*Task details*: What do the entries below say? Restate them word for word.

*Provided data*:
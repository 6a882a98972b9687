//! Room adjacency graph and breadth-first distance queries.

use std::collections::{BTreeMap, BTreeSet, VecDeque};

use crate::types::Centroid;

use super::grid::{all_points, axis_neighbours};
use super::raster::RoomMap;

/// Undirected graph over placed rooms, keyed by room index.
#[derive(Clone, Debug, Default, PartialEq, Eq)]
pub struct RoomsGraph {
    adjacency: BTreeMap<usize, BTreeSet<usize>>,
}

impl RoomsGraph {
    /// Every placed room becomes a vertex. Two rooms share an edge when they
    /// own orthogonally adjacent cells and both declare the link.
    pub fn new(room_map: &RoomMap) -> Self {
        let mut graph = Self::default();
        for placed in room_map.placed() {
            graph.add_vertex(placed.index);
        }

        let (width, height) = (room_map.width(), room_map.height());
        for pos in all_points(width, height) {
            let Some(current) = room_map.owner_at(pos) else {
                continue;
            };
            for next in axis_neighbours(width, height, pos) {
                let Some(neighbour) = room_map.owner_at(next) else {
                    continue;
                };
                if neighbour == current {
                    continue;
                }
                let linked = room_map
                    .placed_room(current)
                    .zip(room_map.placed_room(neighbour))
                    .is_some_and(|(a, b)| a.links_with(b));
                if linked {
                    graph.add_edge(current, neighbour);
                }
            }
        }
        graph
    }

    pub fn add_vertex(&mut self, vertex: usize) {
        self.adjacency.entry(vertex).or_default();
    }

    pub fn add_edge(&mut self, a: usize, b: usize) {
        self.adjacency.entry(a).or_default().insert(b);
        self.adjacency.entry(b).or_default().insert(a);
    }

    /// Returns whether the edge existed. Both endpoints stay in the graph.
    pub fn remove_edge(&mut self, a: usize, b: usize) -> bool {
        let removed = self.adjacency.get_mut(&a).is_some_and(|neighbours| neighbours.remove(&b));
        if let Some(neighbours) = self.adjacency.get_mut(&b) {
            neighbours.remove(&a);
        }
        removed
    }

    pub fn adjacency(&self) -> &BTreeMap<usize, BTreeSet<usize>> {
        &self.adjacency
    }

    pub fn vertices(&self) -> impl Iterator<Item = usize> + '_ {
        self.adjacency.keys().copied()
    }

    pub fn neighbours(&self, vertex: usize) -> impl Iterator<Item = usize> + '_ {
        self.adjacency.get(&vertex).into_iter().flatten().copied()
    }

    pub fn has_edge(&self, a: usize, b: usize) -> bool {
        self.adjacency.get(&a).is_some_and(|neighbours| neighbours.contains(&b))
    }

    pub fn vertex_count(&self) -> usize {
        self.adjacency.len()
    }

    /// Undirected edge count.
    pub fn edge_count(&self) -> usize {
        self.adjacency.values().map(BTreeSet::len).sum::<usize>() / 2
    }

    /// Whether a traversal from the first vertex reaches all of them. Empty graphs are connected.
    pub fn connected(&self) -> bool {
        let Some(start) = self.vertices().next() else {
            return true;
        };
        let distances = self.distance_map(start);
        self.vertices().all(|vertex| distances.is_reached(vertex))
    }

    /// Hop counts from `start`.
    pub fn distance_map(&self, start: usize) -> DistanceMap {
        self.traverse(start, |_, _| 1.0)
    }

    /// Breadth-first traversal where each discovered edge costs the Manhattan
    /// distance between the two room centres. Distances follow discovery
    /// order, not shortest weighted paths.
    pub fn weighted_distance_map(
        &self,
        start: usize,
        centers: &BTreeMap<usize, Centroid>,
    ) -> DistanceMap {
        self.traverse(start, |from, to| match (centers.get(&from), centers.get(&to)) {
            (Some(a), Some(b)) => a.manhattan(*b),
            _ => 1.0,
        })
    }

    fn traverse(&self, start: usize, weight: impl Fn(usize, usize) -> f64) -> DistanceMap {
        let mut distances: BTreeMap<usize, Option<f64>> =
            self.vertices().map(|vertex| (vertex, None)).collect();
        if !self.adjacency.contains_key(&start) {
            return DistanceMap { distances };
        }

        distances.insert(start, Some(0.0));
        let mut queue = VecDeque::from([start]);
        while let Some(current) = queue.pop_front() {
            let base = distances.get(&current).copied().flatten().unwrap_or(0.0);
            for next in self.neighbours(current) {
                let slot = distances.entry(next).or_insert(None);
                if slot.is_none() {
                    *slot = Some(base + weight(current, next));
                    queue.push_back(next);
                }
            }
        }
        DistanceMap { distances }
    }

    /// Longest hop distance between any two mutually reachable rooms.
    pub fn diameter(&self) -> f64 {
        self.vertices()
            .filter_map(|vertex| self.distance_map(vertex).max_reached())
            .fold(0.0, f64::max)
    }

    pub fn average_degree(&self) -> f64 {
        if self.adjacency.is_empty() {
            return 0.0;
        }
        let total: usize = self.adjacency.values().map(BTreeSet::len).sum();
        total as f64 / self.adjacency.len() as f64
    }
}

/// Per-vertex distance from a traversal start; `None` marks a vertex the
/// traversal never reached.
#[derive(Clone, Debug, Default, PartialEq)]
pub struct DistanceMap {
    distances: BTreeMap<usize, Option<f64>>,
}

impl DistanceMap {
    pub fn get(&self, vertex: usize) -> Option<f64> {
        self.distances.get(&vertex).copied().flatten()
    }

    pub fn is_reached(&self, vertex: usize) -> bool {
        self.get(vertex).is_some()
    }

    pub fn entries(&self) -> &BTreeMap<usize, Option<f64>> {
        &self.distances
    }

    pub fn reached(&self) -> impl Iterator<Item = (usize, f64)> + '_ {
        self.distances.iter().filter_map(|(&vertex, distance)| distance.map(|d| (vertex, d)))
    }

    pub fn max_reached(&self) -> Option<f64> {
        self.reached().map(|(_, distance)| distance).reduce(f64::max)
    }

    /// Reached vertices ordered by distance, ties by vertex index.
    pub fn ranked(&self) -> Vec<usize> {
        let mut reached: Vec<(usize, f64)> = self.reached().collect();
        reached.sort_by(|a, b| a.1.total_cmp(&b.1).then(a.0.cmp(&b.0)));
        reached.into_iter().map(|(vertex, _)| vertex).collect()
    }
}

*Solution to the exercise*:
repository 6a882a98972b9687
//! Room adjacency graph and breadth-first distance queries.

use std::collections::{BTreeMap, BTreeSet, VecDeque};

use crate::types::Centroid;

use super::grid::{all_points, axis_neighbours};
use super::raster::RoomMap;

/// Undirected graph over placed rooms, keyed by room index.
#[derive(Clone, Debug, Default, PartialEq, Eq)]
pub struct RoomsGraph {
    adjacency: BTreeMap<usize, BTreeSet<usize>>,
}

impl RoomsGraph {
    /// Every placed room becomes a vertex. Two rooms share an edge when they
    /// own orthogonally adjacent cells and both declare the link.
    pub fn new(room_map: &RoomMap) -> Self {
        let mut graph = Self::default();
        for placed in room_map.placed() {
            graph.add_vertex(placed.index);
        }

        let (width, height) = (room_map.width(), room_map.height());
        for pos in all_points(width, height) {
            let Some(current) = room_map.owner_at(pos) else {
                continue;
            };
            for next in axis_neighbours(width, height, pos) {
                let Some(neighbour) = room_map.owner_at(next) else {
                    continue;
                };
                if neighbour == current {
                    continue;
                }
                let linked = room_map
                    .placed_room(current)
                    .zip(room_map.placed_room(neighbour))
                    .is_some_and(|(a, b)| a.links_with(b));
                if linked {
                    graph.add_edge(current, neighbour);
                }
            }
        }
        graph
    }

    pub fn add_vertex(&mut self, vertex: usize) {
        self.adjacency.entry(vertex).or_default();
    }

    pub fn add_edge(&mut self, a: usize, b: usize) {
        self.adjacency.entry(a).or_default().insert(b);
        self.adjacency.entry(b).or_default().insert(a);
    }

    /// Returns whether the edge existed. Both endpoints stay in the graph.
    pub fn remove_edge(&mut self, a: usize, b: usize) -> bool {
        let removed = self.adjacency.get_mut(&a).is_some_and(|neighbours| neighbours.remove(&b));
        if let Some(neighbours) = self.adjacency.get_mut(&b) {
            neighbours.remove(&a);
        }
        removed
    }

    pub fn adjacency(&self) -> &BTreeMap<usize, BTreeSet<usize>> {
        &self.adjacency
    }

    pub fn vertices(&self) -> impl Iterator<Item = usize> + '_ {
        self.adjacency.keys().copied()
    }

    pub fn neighbours(&self, vertex: usize) -> impl Iterator<Item = usize> + '_ {
        self.adjacency.get(&vertex).into_iter().flatten().copied()
    }

    pub fn has_edge(&self, a: usize, b: usize) -> bool {
        self.adjacency.get(&a).is_some_and(|neighbours| neighbours.contains(&b))
    }

    pub fn vertex_count(&self) -> usize {
        self.adjacency.len()
    }

    /// Undirected edge count.
    pub fn edge_count(&self) -> usize {
        self.adjacency.values().map(BTreeSet::len).sum::<usize>() / 2
    }

    /// Whether a traversal from the first vertex reaches all of them. Empty graphs are connected.
    pub fn connected(&self) -> bool {
        let Some(start) = self.vertices().next() else {
            return true;
        };
        let distances = self.distance_map(start);
        self.vertices().all(|vertex| distances.is_reached(vertex))
    }

    /// Hop counts from `start`.
    pub fn distance_map(&self, start: usize) -> DistanceMap {
        self.traverse(start, |_, _| 1.0)
    }

    /// Breadth-first traversal where each discovered edge costs the Manhattan
    /// distance between the two room centres. Distances follow discovery
    /// order, not shortest weighted paths.
    pub fn weighted_distance_map(
        &self,
        start: usize,
        centers: &BTreeMap<usize, Centroid>,
    ) -> DistanceMap {
        self.traverse(start, |from, to| match (centers.get(&from), centers.get(&to)) {
            (Some(a), Some(b)) => a.manhattan(*b),
            _ => 1.0,
        })
    }

    fn traverse(&self, start: usize, weight: impl Fn(usize, usize) -> f64) -> DistanceMap {
        let mut distances: BTreeMap<usize, Option<f64>> =
            self.vertices().map(|vertex| (vertex, None)).collect();
        if !self.adjacency.contains_key(&start) {
            return DistanceMap { distances };
        }

        distances.insert(start, Some(0.0));
        let mut queue = VecDeque::from([start]);
        while let Some(current) = queue.pop_front() {
            let base = distances.get(&current).copied().flatten().unwrap_or(0.0);
            for next in self.neighbours(current) {
                let slot = distances.entry(next).or_insert(None);
                if slot.is_none() {
                    *slot = Some(base + weight(current, next));
                    queue.push_back(next);
                }
            }
        }
        DistanceMap { distances }
    }

    /// Longest hop distance between any two mutually reachable rooms.
    pub fn diameter(&self) -> f64 {
        self.vertices()
            .filter_map(|vertex| self.distance_map(vertex).max_reached())
            .fold(0.0, f64::max)
    }

    pub fn average_degree(&self) -> f64 {
        if self.adjacency.is_empty() {
            return 0.0;
        }
        let total: usize = self.adjacency.values().map(BTreeSet::len).sum();
        total as f64 / self.adjacency.len() as f64
    }
}

/// Per-vertex distance from a traversal start; `None` marks a vertex the
/// traversal never reached.
#[derive(Clone, Debug, Default, PartialEq)]
pub struct DistanceMap {
    distances: BTreeMap<usize, Option<f64>>,
}

impl DistanceMap {
    pub fn get(&self, vertex: usize) -> Option<f64> {
        self.distances.get(&vertex).copied().flatten()
    }

    pub fn is_reached(&self, vertex: usize) -> bool {
        self.get(vertex).is_some()
    }

    pub fn entries(&self) -> &BTreeMap<usize, Option<f64>> {
        &self.distances
    }

    pub fn reached(&self) -> impl Iterator<Item = (usize, f64)> + '_ {
        self.distances.iter().filter_map(|(&vertex, distance)| distance.map(|d| (vertex, d)))
    }

    pub fn max_reached(&self) -> Option<f64> {
        self.reached().map(|(_, distance)| distance).reduce(f64::max)
    }

    /// Reached vertices ordered by distance, ties by vertex index.
    pub fn ranked(&self) -> Vec<usize> {
        let mut reached: Vec<(usize, f64)> = self.reached().collect();
        reached.sort_by(|a, b| a.1.total_cmp(&b.1).then(a.0.cmp(&b.0)));
        reached.into_iter().map(|(vertex, _)| vertex).collect()
    }
}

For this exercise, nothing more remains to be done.